(Dataset entries)
◆ ◆ ◆ ◆
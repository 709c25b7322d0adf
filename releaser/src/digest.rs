//! SHA-256 digests of finished artefacts.

use crate::error::{ReleaseError, Result};
use camino::Utf8Path;
use sha2::{Digest, Sha256};
use std::fs;
use std::io::Read;

/// Compute the lowercase hex SHA-256 digest of the file at `path`.
///
/// # Errors
///
/// Returns [`ReleaseError::FileSystem`] if the file cannot be read.
pub fn sha256_file(path: &Utf8Path) -> Result<String> {
    let context = || format!("failed to hash {path}");

    let mut file = fs::File::open(path).map_err(|e| ReleaseError::file_system(context(), e))?;
    let mut hasher = Sha256::new();
    let mut buffer = [0u8; 8192];
    loop {
        let bytes_read = file
            .read(&mut buffer)
            .map_err(|e| ReleaseError::file_system(context(), e))?;
        let Some(chunk) = buffer.get(..bytes_read).filter(|chunk| !chunk.is_empty()) else {
            break;
        };
        hasher.update(chunk);
    }
    Ok(format!("{:x}", hasher.finalize()))
}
◆ ◆ ◆ ◆
Repeat the data in full, exactly as supplied.

repository 709c25b7322d0adf
filename releaser/src/digest.rs
//! SHA-256 digests of finished artefacts.

use crate::error::{ReleaseError, Result};
use camino::Utf8Path;
use sha2::{Digest, Sha256};
use std::fs;
use std::io::Read;

/// Compute the lowercase hex SHA-256 digest of the file at `path`.
///
/// # Errors
///
/// Returns [`ReleaseError::FileSystem`] if the file cannot be read.
pub fn sha256_file(path: &Utf8Path) -> Result<String> {
    let context = || format!("failed to hash {path}");

    let mut file = fs::File::open(path).map_err(|e| ReleaseError::file_system(context(), e))?;
    let mut hasher = Sha256::new();
    let mut buffer = [0u8; 8192];
    loop {
        let bytes_read = file
            .read(&mut buffer)
            .map_err(|e| ReleaseError::file_system(context(), e))?;
        let Some(chunk) = buffer.get(..bytes_read).filter(|chunk| !chunk.is_empty()) else {
            break;
        };
        hasher.update(chunk);
    }
    Ok(format!("{:x}", hasher.finalize()))
}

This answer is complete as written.